A Destroyed Swarm Cell

A swarm cell destroyed by virgin queen. (June 25, 2012.)

I added a frame of brood with a swarm cell on it to a split hive last week that I thought was queenless. Turns out it wasn’t queenless, because by the looks of it, the queen inside the swarm cell was destroyed — stung to death by a queen that was already in the hive, then pulled dead from the swarm cell by worker bees. If a queen had emerged from the swarm cell, the cell would be open on the bottom, not the side (or so I’ve been told). The hive had several frames of freshly capped brood when I checked it yesterday. I don’t think a week old queen could mate and begin laying that fast. Thus ends my interpretation of the above photo. I could be wrong.

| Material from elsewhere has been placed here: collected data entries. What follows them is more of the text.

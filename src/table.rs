use crate::error::{ReconciliationError, Result};
use serde::{Deserialize, Serialize};
use std::collections::BTreeMap;
use std::fmt;
use std::io::Read;

/// A single spreadsheet cell as handed over by the tabular-parse collaborator.
#[derive(Debug, Clone, PartialEq, Serialize, Deserialize, Default)]
#[serde(untagged)]
pub enum Cell {
    #[default]
    Empty,
    Number(f64),
    Text(String),
}

impl Cell {
    pub fn text(value: impl Into<String>) -> Self {
        Cell::Text(value.into())
    }

    /// Empty cells and whitespace-only text both count as blank.
    pub fn is_blank(&self) -> bool {
        match self {
            Cell::Empty => true,
            Cell::Text(s) => s.trim().is_empty(),
            Cell::Number(n) => n.is_nan(),
        }
    }

    /// Trimmed textual rendering, `None` when blank.
    pub fn as_text(&self) -> Option<String> {
        if self.is_blank() {
            return None;
        }
        match self {
            Cell::Text(s) => Some(s.trim().to_string()),
            Cell::Number(n) => Some(format_number(*n)),
            Cell::Empty => None,
        }
    }

    pub fn contains(&self, needle: &str) -> bool {
        self.as_text().map(|t| t.contains(needle)).unwrap_or(false)
    }
}

impl fmt::Display for Cell {
    fn fmt(&self, f: &mut fmt::Formatter<'_>) -> fmt::Result {
        write!(f, "{}", self.as_text().unwrap_or_default())
    }
}

impl From<&str> for Cell {
    fn from(value: &str) -> Self {
        if value.is_empty() {
            Cell::Empty
        } else {
            Cell::Text(value.to_string())
        }
    }
}

impl From<f64> for Cell {
    fn from(value: f64) -> Self {
        Cell::Number(value)
    }
}

fn format_number(n: f64) -> String {
    if n.fract() == 0.0 && n.abs() < 1e15 {
        format!("{}", n as i64)
    } else {
        format!("{}", n)
    }
}

/// Header-less grid of cells, exactly as it sits in the sheet.
#[derive(Debug, Clone, Default, PartialEq, Serialize, Deserialize)]
pub struct RawSheet {
    pub rows: Vec<Vec<Cell>>,
}

impl RawSheet {
    pub fn new(rows: Vec<Vec<Cell>>) -> Self {
        Self { rows }
    }

    /// Reads a CSV export of a sheet. Every field stays textual; ragged rows are accepted.
    pub fn from_csv_reader<R: Read>(reader: R) -> Result<Self> {
        let mut csv_reader = csv::ReaderBuilder::new()
            .has_headers(false)
            .flexible(true)
            .from_reader(reader);

        let mut rows = Vec::new();
        for record in csv_reader.records() {
            let record = record?;
            rows.push(record.iter().map(Cell::from).collect());
        }

        Ok(Self { rows })
    }

    /// Promotes the 1-based `header_row` to column names and keeps the rows below it.
    pub fn into_table(self, sheet: &str, header_row: usize) -> Result<Table> {
        let offset = header_row.saturating_sub(1);
        if header_row == 0 || offset >= self.rows.len() {
            return Err(ReconciliationError::HeaderRowOutOfRange {
                sheet: sheet.to_string(),
                header_row,
                rows: self.rows.len(),
            });
        }

        let mut rows = self.rows;
        let body = rows.split_off(offset + 1);
        let header = rows.pop().unwrap_or_default();

        let columns: Vec<String> = header
            .iter()
            .enumerate()
            .map(|(idx, cell)| cell.as_text().unwrap_or_else(|| format!("Unnamed: {}", idx)))
            .collect();

        Ok(Table::new(columns, body))
    }
}

/// A multi-sheet workbook.
#[derive(Debug, Clone, Default, PartialEq, Serialize, Deserialize)]
pub struct Workbook {
    pub sheets: BTreeMap<String, RawSheet>,
}

impl Workbook {
    pub fn new() -> Self {
        Self::default()
    }

    pub fn with_sheet(mut self, name: impl Into<String>, sheet: RawSheet) -> Self {
        self.sheets.insert(name.into(), sheet);
        self
    }

    pub fn from_csv_sheets<R: Read>(sheets: Vec<(String, R)>) -> Result<Self> {
        let mut workbook = Self::new();
        for (name, reader) in sheets {
            workbook
                .sheets
                .insert(name, RawSheet::from_csv_reader(reader)?);
        }
        Ok(workbook)
    }

    pub fn sheet_names(&self) -> Vec<String> {
        self.sheets.keys().cloned().collect()
    }

    pub fn table(&self, sheet: &str, header_row: usize) -> Result<Table> {
        let raw = self
            .sheets
            .get(sheet)
            .ok_or_else(|| ReconciliationError::MissingSheet {
                sheet: sheet.to_string(),
                available: self.sheet_names(),
            })?;
        raw.clone().into_table(sheet, header_row)
    }
}

/// Named columns over rows of cells. Short rows read as blank.
#[derive(Debug, Clone, Default, PartialEq, Serialize, Deserialize)]
pub struct Table {
    columns: Vec<String>,
    rows: Vec<Vec<Cell>>,
}

impl Table {
    pub fn new(columns: Vec<String>, rows: Vec<Vec<Cell>>) -> Self {
        Self { columns, rows }
    }

    pub fn columns(&self) -> &[String] {
        &self.columns
    }

    pub fn rows(&self) -> &[Vec<Cell>] {
        &self.rows
    }

    pub fn len(&self) -> usize {
        self.rows.len()
    }

    pub fn is_empty(&self) -> bool {
        self.rows.is_empty()
    }

    pub fn has_column(&self, name: &str) -> bool {
        self.column_index(name).is_some()
    }

    pub fn column_index(&self, name: &str) -> Option<usize> {
        self.columns.iter().position(|c| c == name)
    }

    pub fn cell(&self, row: usize, column: usize) -> &Cell {
        static EMPTY: Cell = Cell::Empty;
        self.rows
            .get(row)
            .and_then(|r| r.get(column))
            .unwrap_or(&EMPTY)
    }

    pub fn set_cell(&mut self, row: usize, column: usize, value: Cell) {
        if let Some(r) = self.rows.get_mut(row) {
            if r.len() <= column {
                r.resize(column + 1, Cell::Empty);
            }
            r[column] = value;
        }
    }
}
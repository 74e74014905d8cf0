use thiserror::Error;

#[derive(Error, Debug)]
pub enum ReconciliationError {
    #[error("Sheet '{sheet}' not found in workbook (available: {available:?})")]
    MissingSheet {
        sheet: String,
        available: Vec<String>,
    },

    #[error("Missing columns in {source_name}: {columns:?}")]
    MissingColumns {
        source_name: String,
        columns: Vec<String>,
    },

    #[error("No column found for '{logical}'. Expected one of: {candidates:?}")]
    UnresolvedColumn {
        logical: String,
        candidates: Vec<String>,
    },

    #[error("Header row {header_row} is outside sheet '{sheet}' ({rows} rows)")]
    HeaderRowOutOfRange {
        sheet: String,
        header_row: usize,
        rows: usize,
    },

    #[error("Empty input: {0}")]
    EmptyInput(String),

    #[error("Invalid configuration: {0}")]
    InvalidConfig(String),

    #[error("Document store error: {0}")]
    StoreError(String),

    #[error("Serialization error: {0}")]
    SerializationError(#[from] serde_json::Error),

    #[error("CSV error: {0}")]
    CsvError(#[from] csv::Error),

    #[error("IO error: {0}")]
    IoError(#[from] std::io::Error),
}

impl ReconciliationError {
    /// Structural failures that abort a whole comparison.
    pub fn is_schema_error(&self) -> bool {
        matches!(
            self,
            Self::MissingSheet { .. }
                | Self::MissingColumns { .. }
                | Self::UnresolvedColumn { .. }
                | Self::HeaderRowOutOfRange { .. }
                | Self::EmptyInput(_)
        )
    }
}

pub type Result<T> = std::result::Result<T, ReconciliationError>;
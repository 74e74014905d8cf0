//! Routing prefixes ("siglas") of external document ids.
//!
//! Ids are written `PREFIX-digits` (`QPE-000123`, `spb-88`). The prefix,
//! uppercased, decides which cross-source group an id is compared in.

use serde::{Deserialize, Serialize};
use std::fmt;

#[derive(Debug, Clone, PartialEq, Eq, PartialOrd, Ord, Hash, Serialize, Deserialize)]
pub struct RoutingKey(String);

impl RoutingKey {
    pub fn new(key: &str) -> Self {
        Self(key.trim().to_uppercase())
    }

    pub fn as_str(&self) -> &str {
        &self.0
    }
}

impl fmt::Display for RoutingKey {
    fn fmt(&self, f: &mut fmt::Formatter<'_>) -> fmt::Result {
        f.write_str(&self.0)
    }
}

/// Splits `PREFIX-rest` at the first `-`. Both sides must be non-empty and
/// the prefix alphabetic.
pub fn split_external_id(external_id: &str) -> Option<(&str, &str)> {
    let (prefix, rest) = external_id.trim().split_once('-')?;
    let prefix = prefix.trim();
    if prefix.is_empty()
        || rest.trim().is_empty()
        || !prefix.chars().all(|c| c.is_alphabetic())
    {
        return None;
    }
    Some((prefix, rest.trim()))
}

pub fn routing_key(external_id: &str) -> Option<RoutingKey> {
    split_external_id(external_id).map(|(prefix, _)| RoutingKey::new(prefix))
}

pub fn has_routing_key(external_id: &str, key: &RoutingKey) -> bool {
    routing_key(external_id).as_ref() == Some(key)
}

One thought on “A Destroyed Swarm Cell

  1. Note that adding a frame of brood WITH A SWARM CELL ON IT was not the smartest move. Had the queen in the swarm cell emerged, she probably would have fought the queen that was already present — a fight that often results in two dead queens or one surviving but wounded and weak queen.

    Adding a frame of brood would have been better. That way, if the colony was queenless, they could have made a new queen from the open brood. And if it wasn’t queenless, well, extra brood to boost the population is rarely a bad thing for a weak hive.

    We got lucky this time.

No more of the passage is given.